DATA RECORDS:
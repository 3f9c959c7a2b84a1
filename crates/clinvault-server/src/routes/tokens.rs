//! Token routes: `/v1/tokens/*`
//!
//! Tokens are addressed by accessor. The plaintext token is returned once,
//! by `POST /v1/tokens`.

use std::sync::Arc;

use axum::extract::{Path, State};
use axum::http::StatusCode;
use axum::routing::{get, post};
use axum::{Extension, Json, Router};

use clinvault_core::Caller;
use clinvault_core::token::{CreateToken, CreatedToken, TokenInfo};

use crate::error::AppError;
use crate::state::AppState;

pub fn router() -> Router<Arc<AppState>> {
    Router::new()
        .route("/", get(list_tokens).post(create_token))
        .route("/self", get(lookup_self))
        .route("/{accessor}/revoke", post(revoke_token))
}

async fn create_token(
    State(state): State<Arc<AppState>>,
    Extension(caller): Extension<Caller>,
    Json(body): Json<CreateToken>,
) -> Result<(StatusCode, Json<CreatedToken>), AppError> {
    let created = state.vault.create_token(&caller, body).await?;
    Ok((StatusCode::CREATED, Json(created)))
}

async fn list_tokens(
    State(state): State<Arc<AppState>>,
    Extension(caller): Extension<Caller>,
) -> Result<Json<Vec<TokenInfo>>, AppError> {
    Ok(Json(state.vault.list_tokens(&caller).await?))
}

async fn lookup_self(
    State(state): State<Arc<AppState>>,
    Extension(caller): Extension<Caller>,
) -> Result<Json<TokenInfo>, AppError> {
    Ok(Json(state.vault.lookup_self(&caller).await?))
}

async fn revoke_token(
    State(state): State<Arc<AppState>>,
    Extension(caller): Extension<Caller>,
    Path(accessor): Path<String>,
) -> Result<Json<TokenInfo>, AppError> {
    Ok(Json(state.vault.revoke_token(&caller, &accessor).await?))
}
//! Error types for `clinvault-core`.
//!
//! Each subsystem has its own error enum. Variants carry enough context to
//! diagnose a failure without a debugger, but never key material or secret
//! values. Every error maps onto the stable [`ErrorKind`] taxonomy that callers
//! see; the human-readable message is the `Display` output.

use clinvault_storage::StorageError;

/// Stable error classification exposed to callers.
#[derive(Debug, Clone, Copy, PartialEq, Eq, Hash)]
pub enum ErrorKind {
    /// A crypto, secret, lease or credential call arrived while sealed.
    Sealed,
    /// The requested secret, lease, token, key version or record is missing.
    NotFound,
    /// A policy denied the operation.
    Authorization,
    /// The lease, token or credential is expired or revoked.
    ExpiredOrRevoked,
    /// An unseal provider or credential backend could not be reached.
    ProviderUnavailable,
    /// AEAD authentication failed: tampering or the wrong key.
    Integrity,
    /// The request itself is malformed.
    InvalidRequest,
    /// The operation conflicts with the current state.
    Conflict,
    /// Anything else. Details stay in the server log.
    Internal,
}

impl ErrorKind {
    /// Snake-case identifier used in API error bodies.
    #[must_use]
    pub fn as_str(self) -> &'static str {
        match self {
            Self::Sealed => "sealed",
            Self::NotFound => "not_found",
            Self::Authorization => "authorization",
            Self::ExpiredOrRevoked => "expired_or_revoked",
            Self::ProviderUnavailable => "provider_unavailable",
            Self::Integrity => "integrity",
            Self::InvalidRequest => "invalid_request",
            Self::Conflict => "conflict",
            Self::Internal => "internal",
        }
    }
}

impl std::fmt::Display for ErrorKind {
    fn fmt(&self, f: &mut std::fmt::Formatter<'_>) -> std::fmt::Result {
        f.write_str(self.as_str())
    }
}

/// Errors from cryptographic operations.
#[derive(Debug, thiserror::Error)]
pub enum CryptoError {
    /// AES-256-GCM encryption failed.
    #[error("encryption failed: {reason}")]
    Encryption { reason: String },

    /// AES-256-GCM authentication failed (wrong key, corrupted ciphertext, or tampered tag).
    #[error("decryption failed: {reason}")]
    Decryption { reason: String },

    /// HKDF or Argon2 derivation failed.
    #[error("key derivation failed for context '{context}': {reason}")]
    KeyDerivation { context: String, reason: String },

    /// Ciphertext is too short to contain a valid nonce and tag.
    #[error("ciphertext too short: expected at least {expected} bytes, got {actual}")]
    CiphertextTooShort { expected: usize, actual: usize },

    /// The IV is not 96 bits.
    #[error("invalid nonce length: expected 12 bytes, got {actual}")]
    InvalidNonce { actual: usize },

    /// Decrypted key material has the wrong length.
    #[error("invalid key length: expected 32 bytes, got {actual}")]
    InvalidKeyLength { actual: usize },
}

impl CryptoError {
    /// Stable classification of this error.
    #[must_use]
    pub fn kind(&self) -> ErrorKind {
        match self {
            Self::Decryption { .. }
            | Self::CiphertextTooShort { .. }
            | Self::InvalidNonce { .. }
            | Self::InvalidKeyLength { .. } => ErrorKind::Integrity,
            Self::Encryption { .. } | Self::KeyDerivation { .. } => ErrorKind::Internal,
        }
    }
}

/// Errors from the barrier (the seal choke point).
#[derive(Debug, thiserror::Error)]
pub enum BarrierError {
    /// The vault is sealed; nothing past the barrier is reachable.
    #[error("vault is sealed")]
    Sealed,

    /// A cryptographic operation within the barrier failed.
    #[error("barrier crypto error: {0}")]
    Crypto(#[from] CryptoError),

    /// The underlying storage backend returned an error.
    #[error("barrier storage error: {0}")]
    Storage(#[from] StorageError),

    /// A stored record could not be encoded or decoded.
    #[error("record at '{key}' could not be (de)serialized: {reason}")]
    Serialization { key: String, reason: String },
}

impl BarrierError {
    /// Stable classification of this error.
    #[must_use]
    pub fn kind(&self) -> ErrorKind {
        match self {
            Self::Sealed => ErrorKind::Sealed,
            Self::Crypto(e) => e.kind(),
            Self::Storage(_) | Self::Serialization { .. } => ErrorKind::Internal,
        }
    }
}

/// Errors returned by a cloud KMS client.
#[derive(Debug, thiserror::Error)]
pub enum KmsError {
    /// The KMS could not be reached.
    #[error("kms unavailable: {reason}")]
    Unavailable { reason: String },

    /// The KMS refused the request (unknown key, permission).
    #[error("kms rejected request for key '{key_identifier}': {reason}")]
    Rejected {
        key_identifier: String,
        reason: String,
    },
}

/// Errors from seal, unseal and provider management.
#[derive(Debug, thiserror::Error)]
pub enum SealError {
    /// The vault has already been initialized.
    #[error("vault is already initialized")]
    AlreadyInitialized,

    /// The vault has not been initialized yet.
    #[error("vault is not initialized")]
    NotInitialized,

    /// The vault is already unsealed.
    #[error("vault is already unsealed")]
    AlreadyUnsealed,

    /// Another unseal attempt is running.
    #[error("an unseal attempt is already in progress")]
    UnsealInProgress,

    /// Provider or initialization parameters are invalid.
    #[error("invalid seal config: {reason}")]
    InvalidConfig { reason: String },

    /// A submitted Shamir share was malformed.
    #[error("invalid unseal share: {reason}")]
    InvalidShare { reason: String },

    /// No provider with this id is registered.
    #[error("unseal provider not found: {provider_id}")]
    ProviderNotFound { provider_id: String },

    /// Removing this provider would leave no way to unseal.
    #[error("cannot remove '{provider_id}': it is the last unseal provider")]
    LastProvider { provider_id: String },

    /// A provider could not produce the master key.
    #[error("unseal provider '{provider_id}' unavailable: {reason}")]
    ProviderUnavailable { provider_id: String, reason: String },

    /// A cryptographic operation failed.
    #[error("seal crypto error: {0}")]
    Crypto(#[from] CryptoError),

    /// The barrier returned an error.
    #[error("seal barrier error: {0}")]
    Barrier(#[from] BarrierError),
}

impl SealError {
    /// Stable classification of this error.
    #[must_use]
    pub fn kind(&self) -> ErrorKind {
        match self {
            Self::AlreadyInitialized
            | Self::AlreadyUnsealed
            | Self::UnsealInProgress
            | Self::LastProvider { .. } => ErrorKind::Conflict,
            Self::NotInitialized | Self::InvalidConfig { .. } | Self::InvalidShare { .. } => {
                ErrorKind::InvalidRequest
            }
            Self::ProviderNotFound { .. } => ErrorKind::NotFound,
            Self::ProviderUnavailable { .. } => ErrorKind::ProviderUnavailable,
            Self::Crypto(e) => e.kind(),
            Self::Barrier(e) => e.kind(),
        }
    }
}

---

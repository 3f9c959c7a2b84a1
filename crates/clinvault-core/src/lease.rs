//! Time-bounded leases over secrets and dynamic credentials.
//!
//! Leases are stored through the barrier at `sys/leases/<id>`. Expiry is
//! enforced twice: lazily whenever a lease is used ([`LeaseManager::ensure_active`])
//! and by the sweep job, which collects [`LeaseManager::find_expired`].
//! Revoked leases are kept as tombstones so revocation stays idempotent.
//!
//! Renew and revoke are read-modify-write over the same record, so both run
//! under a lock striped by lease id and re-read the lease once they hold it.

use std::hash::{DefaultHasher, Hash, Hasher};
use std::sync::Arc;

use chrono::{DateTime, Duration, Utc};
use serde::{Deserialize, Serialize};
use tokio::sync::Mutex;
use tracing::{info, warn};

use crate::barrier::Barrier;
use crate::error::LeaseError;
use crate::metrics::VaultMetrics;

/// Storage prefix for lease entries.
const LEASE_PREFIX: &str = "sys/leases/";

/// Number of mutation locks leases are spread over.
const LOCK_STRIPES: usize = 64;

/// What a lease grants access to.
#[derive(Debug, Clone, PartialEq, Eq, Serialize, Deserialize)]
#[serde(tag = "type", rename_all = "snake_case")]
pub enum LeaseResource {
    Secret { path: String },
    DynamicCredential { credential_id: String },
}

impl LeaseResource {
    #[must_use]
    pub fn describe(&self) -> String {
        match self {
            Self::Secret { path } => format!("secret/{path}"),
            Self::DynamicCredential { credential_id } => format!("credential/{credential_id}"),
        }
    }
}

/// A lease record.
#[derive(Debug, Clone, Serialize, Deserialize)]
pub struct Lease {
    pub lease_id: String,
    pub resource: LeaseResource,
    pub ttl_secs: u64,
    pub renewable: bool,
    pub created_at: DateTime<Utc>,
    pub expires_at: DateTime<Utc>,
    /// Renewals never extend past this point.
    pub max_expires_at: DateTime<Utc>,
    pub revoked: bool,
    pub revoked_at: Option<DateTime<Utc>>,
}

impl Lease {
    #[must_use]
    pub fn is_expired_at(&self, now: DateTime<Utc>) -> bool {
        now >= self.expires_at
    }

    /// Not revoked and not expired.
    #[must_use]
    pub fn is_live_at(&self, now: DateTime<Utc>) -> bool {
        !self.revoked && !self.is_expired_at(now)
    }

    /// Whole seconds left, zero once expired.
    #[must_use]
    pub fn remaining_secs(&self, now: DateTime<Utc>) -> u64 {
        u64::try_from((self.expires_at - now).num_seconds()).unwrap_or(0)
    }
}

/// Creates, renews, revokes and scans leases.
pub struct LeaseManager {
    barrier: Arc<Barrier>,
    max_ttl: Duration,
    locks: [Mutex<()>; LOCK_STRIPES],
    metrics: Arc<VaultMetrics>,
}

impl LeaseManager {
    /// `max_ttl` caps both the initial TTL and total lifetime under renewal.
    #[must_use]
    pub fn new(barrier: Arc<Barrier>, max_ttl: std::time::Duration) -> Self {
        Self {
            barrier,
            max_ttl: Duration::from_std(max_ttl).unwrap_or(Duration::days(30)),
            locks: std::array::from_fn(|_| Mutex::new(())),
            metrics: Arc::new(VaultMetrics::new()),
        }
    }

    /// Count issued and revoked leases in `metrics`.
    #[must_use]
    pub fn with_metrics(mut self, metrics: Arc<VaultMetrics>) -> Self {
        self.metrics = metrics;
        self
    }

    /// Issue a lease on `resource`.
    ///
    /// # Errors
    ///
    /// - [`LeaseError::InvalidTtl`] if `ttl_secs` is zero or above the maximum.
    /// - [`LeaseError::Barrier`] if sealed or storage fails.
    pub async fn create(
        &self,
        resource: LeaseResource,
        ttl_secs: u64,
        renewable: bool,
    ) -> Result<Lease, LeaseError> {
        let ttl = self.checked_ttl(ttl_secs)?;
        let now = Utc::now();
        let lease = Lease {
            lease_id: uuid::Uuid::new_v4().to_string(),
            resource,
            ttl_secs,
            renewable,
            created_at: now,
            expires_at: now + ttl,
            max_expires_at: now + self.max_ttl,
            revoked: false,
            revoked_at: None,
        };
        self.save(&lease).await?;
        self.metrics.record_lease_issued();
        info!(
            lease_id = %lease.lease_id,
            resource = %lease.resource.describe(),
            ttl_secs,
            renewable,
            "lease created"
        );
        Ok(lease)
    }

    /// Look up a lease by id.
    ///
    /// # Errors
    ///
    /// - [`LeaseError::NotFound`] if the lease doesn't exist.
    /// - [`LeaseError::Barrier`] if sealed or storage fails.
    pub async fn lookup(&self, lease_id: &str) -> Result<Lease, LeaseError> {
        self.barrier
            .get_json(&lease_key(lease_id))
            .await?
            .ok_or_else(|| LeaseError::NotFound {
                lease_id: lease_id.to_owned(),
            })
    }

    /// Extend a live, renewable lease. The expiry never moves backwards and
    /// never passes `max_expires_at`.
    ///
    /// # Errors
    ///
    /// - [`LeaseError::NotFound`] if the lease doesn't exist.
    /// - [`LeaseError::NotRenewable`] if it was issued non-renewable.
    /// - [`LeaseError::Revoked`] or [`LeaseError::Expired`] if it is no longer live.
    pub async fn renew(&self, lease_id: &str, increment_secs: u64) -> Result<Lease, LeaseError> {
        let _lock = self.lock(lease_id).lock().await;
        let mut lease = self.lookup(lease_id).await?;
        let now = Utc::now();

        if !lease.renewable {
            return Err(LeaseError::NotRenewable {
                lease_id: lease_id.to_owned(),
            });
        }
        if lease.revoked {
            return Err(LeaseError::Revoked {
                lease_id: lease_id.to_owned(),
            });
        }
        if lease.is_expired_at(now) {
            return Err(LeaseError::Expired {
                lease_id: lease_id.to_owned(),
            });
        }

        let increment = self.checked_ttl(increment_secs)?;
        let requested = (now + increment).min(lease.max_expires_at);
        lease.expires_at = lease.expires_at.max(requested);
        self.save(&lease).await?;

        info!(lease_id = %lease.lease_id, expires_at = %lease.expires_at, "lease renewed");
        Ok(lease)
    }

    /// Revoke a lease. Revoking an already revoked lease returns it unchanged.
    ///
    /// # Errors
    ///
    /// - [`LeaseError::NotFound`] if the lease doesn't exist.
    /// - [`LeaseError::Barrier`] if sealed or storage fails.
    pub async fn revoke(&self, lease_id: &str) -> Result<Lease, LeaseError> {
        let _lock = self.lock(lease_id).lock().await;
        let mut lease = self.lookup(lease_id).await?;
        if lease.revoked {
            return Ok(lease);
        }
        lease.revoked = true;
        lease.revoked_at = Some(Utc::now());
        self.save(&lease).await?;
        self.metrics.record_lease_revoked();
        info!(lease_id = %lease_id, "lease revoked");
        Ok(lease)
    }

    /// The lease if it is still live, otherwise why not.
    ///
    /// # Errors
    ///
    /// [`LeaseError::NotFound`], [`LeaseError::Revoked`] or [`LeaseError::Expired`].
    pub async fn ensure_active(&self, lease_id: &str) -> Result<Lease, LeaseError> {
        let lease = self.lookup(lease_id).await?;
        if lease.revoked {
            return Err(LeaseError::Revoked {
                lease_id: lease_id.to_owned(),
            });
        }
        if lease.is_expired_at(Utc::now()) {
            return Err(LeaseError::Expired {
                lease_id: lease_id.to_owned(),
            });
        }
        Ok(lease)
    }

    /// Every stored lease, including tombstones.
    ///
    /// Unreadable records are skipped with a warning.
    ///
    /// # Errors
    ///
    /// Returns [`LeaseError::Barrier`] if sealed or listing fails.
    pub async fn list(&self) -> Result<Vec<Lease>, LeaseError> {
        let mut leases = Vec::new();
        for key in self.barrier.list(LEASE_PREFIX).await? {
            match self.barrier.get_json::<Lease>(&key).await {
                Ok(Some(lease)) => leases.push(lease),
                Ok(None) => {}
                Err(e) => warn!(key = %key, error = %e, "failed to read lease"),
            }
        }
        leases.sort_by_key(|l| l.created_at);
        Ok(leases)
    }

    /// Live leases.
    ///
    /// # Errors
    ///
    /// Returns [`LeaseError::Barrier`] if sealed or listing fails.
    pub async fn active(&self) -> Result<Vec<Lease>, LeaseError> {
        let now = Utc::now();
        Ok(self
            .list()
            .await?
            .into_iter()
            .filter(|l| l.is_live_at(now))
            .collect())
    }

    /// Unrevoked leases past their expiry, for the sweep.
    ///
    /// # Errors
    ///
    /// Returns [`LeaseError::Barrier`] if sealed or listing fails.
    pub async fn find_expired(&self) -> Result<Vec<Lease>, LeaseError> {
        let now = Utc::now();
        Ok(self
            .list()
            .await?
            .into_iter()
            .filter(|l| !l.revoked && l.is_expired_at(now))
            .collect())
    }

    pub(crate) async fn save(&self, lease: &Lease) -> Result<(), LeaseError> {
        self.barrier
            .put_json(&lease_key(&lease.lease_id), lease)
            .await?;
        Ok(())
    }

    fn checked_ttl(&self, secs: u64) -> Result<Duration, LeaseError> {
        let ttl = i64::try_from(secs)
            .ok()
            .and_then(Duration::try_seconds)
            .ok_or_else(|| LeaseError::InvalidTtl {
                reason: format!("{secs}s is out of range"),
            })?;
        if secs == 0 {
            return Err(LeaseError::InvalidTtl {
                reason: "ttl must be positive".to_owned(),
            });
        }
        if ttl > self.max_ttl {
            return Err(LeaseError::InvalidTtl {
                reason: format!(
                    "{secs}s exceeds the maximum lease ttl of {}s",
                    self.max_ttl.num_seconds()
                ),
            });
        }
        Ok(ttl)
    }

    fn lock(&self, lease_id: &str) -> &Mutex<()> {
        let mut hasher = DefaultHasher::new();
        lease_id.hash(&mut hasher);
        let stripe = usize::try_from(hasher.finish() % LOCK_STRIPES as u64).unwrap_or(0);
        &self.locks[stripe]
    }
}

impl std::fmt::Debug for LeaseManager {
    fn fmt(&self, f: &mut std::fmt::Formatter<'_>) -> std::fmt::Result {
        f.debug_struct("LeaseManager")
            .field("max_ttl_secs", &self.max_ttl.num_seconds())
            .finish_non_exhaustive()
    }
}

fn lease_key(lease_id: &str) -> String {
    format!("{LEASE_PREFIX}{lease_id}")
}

WHAT YOU HAVE TO DO: When the word "LastProvider" turns up on a line of the material above, copy that line.

SOLUTION FOR THIS PROBLEM:
    LastProvider { provider_id: String },
            | Self::LastProvider { .. } => ErrorKind::Conflict,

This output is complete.